So there I was, sitting in a cab in the middle of Hobart this morning about 7 am, gazing with some noticeable jaw-drop at the skyscraper cruise ship sitting the other side of the road, when both the cabbie and I went, in unison, “Oh my God!!!”
Sitting on the top deck was a MASSIVE television screen – the size of a football field, I am telling you (well, at least the size of 6 or 7 billboards – it was, truly, massive).
There we were, sitting in our iddle bitty cab at the stop lights, craning our necks, watching tv atop a liner in the middle of Hobart. My mind literally could not process it – I had to ask the cabbie if that was what I thought it was.
I can’t understand why someone wants to go to sea to watch tellie. My lord, what a bunch of brain dead sods we all are if this is what modern life has got to. These liners are full of shopping malls, cinemas, pedicure salons, whatever, and I just wonder “Why?” Why go to sea if all you are doing is … shopping? Getting your nails done? Watching tellie? Even when you are out on deck?
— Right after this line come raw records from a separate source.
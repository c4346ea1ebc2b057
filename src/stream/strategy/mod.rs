//! Extraction strategies.
//!
//! Each [`ExtractionStrategy`] scans a page one way and reports the
//! candidates it found. The resolver always runs the primary strategies and
//! consults fallbacks only when the primaries found nothing.
//!
//! | Strategy | Confidence | Fallback |
//! |---|---|---|
//! | [`SourceTagStrategy`] | `Direct` | no |
//! | [`PlayerConfigStrategy`] | `Script` | no |
//! | [`UrlPatternStrategy`] | `Pattern` | yes |
//! | [`HeuristicStrategy`] | `Heuristic` | yes |

pub mod heuristic;
pub mod player_config;
pub mod source_tag;
pub mod url_pattern;

pub use heuristic::HeuristicStrategy;
pub use player_config::PlayerConfigStrategy;
pub use source_tag::SourceTagStrategy;
pub use url_pattern::UrlPatternStrategy;

use url::Url;

use super::candidate::{normalize_url, Confidence, StreamCandidate};
use super::page::PageDocument;
use crate::error::Result;

/// What a strategy gets to look at.
pub struct PageContext<'a> {
    pub document: &'a PageDocument,
    pub raw: &'a str,
    /// Page URL for resolving relative sources.
    pub base_url: Option<&'a Url>,
}

impl PageContext<'_> {
    /// Resolve a raw attribute or JSON value to an absolute http(s) URL.
    pub fn absolute_url(&self, raw: &str) -> Option<String> {
        absolute_url(raw, self.base_url)
    }
}

/// One way of finding stream URLs in a page.
pub trait ExtractionStrategy: Send + Sync {
    /// Short lowercase name used in logs and candidate records.
    fn name(&self) -> &'static str;

    /// Confidence assigned to everything this strategy finds.
    fn confidence(&self) -> Confidence;

    /// Fallback strategies run only when no primary strategy found anything.
    fn is_fallback(&self) -> bool {
        false
    }

    /// Scan the page. `Ok(vec![])` means "nothing here"; `Err` is a soft
    /// failure that the resolver logs before moving on.
    fn extract(&self, page: &PageContext<'_>) -> Result<Vec<StreamCandidate>>;
}

/// The default pipeline, in priority order.
pub fn default_strategies() -> Vec<Box<dyn ExtractionStrategy>> {
    vec![
        Box::new(SourceTagStrategy),
        Box::new(PlayerConfigStrategy::new()),
        Box::new(UrlPatternStrategy::new()),
        Box::new(HeuristicStrategy),
    ]
}

const NON_MEDIA_EXTENSIONS: &[&str] = &[
    ".jpg", ".jpeg", ".png", ".gif", ".webp", ".svg", ".ico", ".vtt", ".srt", ".css", ".js",
    ".json", ".html", ".woff", ".woff2",
];

/// `true` when the URL path ends in an image, subtitle or page-asset extension.
pub fn is_non_media(url: &str) -> bool {
    let lower = url.to_ascii_lowercase();
    let path = lower.split(['?', '#']).next().unwrap_or_default();
    NON_MEDIA_EXTENSIONS.iter().any(|ext| path.ends_with(ext))
}

/// Resolve `raw` to an absolute http(s) URL, joining relative paths onto `base`.
pub fn absolute_url(raw: &str, base: Option<&Url>) -> Option<String> {
    let cleaned = normalize_url(raw);
    if cleaned.is_empty() {
        return None;
    }
    let lower = cleaned.to_ascii_lowercase();
    if lower.starts_with("http://") || lower.starts_with("https://") {
        return Some(cleaned);
    }
    if let Some(rest) = cleaned.strip_prefix("//") {
        let scheme = base.map_or("https", Url::scheme);
        return Some(format!("{scheme}://{rest}"));
    }
    if lower.starts_with("blob:") || lower.starts_with("data:") || lower.starts_with("javascript:") {
        return None;
    }
    let joined = base?.join(&cleaned).ok()?;
    matches!(joined.scheme(), "http" | "https").then(|| joined.to_string())
}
Does no one now want to catch the tea clipper and stand in the prow in a gale and get soaked and heave up and down 30 feet and laugh at the sheer, wonderful joy of life as you cling on for dear life (the crew are always forcing themselves up to me and asking me if I really don’t want to go below decks; I did this on a boat during a gale in the North Sea once and it remains the time of my life)? People want to watch tellie on a rock steady deck that looks like a mall instead??????
Lord heavens, viva la revolution and the coming of the red brick wall against which we can all be stood. Mindlessness reigns supreme.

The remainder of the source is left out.